BOL celebra o centenário do poeta, compositor, jornalista e dramaturgo Vinicius de Moraes
- Vinicius de Moraes em foto de 1972
A obra do grande poeta, compositor, jornalista e dramaturgo brasileiro Vinicius de Moraes continua, indiscutivelmente, viva na história cultural do país. No mês em que completaria 100 anos, o BOL relembrou alguns trechos de obras memoráveis do artista que encantou gerações.
A história de Vinicius, também conhecido como Poetinha, apelido carinhoso dado pelos amigos, começou em 19 de outubro de 1913, no Rio de Janeiro. Aos 11 anos, a veia artística de Vinicius passou a se manifestar por meio da música; o garoto começou a cantar no coro do colégio nas missas do domingo. O garoto também entrou para o grupo de teatro da escola, atuando nas peças infantis que encerravam o ano letivo do Curso Secundário no Colégio Santo Inácio, no Rio.

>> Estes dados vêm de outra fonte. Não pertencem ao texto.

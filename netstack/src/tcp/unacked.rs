use std::collections::BTreeMap;
use std::time::Instant;

use super::segment::seq_after;

#[derive(Debug, Clone)]
pub struct UnackedSegment {
    pub end_seq: u32,
    pub send_time: Instant,
    pub is_retransmit: bool,
    pub bytes: usize,
    pub payload: Vec<u8>,
}

/// Keyed by start sequence number. On an ACK, every entry fully covered by
/// the new ACK number is removed; an RTT sample is taken from the entry
/// whose `end_seq` equals the ACK number, provided it was never
/// retransmitted (Karn's algorithm).
#[derive(Default)]
pub struct UnackedTable {
    entries: BTreeMap<u32, UnackedSegment>,
}

impl UnackedTable {
    pub fn new() -> Self {
        Self::default()
    }

    pub fn insert(&mut self, start_seq: u32, entry: UnackedSegment) {
        self.entries.insert(start_seq, entry);
    }

    pub fn bytes_in_flight(&self) -> u32 {
        self.entries.values().map(|e| e.bytes as u32).sum()
    }

    /// Removes every entry covered by `ack` and returns `(bytes_newly_acked,
    /// rtt_sample)`.
    pub fn on_ack(&mut self, ack: u32, now: Instant) -> (u32, Option<std::time::Duration>) {
        let covered: Vec<u32> = self
            .entries
            .iter()
            .filter(|(_, entry)| !seq_after(entry.end_seq, ack))
            .map(|(&start, _)| start)
            .collect();

        let mut bytes = 0u32;
        let mut rtt_sample = None;
        for start in covered {
            if let Some(entry) = self.entries.remove(&start) {
                bytes += entry.bytes as u32;
                if entry.end_seq == ack && !entry.is_retransmit {
                    rtt_sample = Some(now.duration_since(entry.send_time));
                }
            }
        }
        (bytes, rtt_sample)
    }

    pub fn first_unacked_start_seq(&self) -> Option<u32> {
        self.entries.keys().next().copied()
    }

    /// The oldest still-outstanding segment, for RTO-timeout retransmission.
    pub fn oldest(&self) -> Option<(u32, &UnackedSegment)> {
        self.entries.iter().next().map(|(&start, entry)| (start, entry))
    }

    pub fn mark_retransmitted(&mut self, start_seq: u32, now: Instant) {
        if let Some(entry) = self.entries.get_mut(&start_seq) {
            entry.is_retransmit = true;
            entry.send_time = now;
        }
    }
}

#[cfg(test)]
mod tests {
    use super::*;

    #[test]
    fn ack_removes_fully_covered_entries_and_samples_rtt() {
        let mut table = UnackedTable::new();
        let t0 = Instant::now();
        table.insert(
            1000,
            UnackedSegment {
                end_seq: 1100,
                send_time: t0,
                is_retransmit: false,
                bytes: 100,
                payload: vec![0u8; 100],
            },
        );
        let (bytes, sample) = table.on_ack(1100, Instant::now());
        assert_eq!(bytes, 100);
        assert!(sample.is_some());
        assert!(table.entries.is_empty());
    }

    #[test]
    fn retransmitted_segment_never_yields_an_rtt_sample() {
        let mut table = UnackedTable::new();
        table.insert(
            1000,
            UnackedSegment {
                end_seq: 1100,
                send_time: Instant::now(),
                is_retransmit: true,
                bytes: 100,
                payload: vec![0u8; 100],
            },
        );
        let (_, sample) = table.on_ack(1100, Instant::now());
        assert!(sample.is_none());
    }

    #[test]
    fn oldest_returns_the_lowest_start_sequence() {
        let mut table = UnackedTable::new();
        table.insert(
            2000,
            UnackedSegment { end_seq: 2100, send_time: Instant::now(), is_retransmit: false, bytes: 100, payload: vec![] },
        );
        table.insert(
            1000,
            UnackedSegment { end_seq: 1100, send_time: Instant::now(), is_retransmit: false, bytes: 100, payload: vec![] },
        );
        let (start, _) = table.oldest().unwrap();
        assert_eq!(start, 1000);
    }
}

Em 1927, Vinicius se juntou com colegas do colégio e formou um pequeno grupo musical que se apresentava na casa de amigos e festas de famílias conhecidas. Apesar do bacharelado em Direito em 1933, não chegou a exercer a profissão. O primeiro livro da carreira, "O caminho para a distância" foi publicado no mesmo ano.
Vinicius também teve uma vida diplomática, que durou de 1943 a 1969, quando foi exonerado em meio às cassações do Ato Institucional nº 5 justificado como uma caça aos "corruptos, homossexuais e bêbados". Em sua volta ao Brasil, o ex-diplomata chegou com uma garrafa de uísque debaixo do braço e fez questão de declarar: "Eu sou bêbado!".
O grande letrista
O primeiro registro de Vinicius de Moraes como compositor é de 1928, com a autoria da letra "Loira ou Morena", gravada pelos Irmãos Tapajós. Mas foi no movimento da Bossa Nova que a verve musical de Vinícius ficou ainda mais rica. A obra "Chega de Saudade" foi um dos grandes hinos da geração de artistas que inovou não só em uma nova batida de violão difundida pelo baiano João Gilberto.
As parcerias de Vinicius também contribuíram para a qualidade da obra do artista. Com Tom Jobim, consagrou inúmeras canções e deixou "Garota de Ipanema" como uma das mais regravadas de todos os tempos. De acordo com o Ecad (Escritório Central de Arrecadação e Distribuição), a música já ganhou 240 regravações. "Eu Sei Que Vou Te Amar", também com Tom Jobim, é a 2ª canção mais regravada do artista com 163 regravações.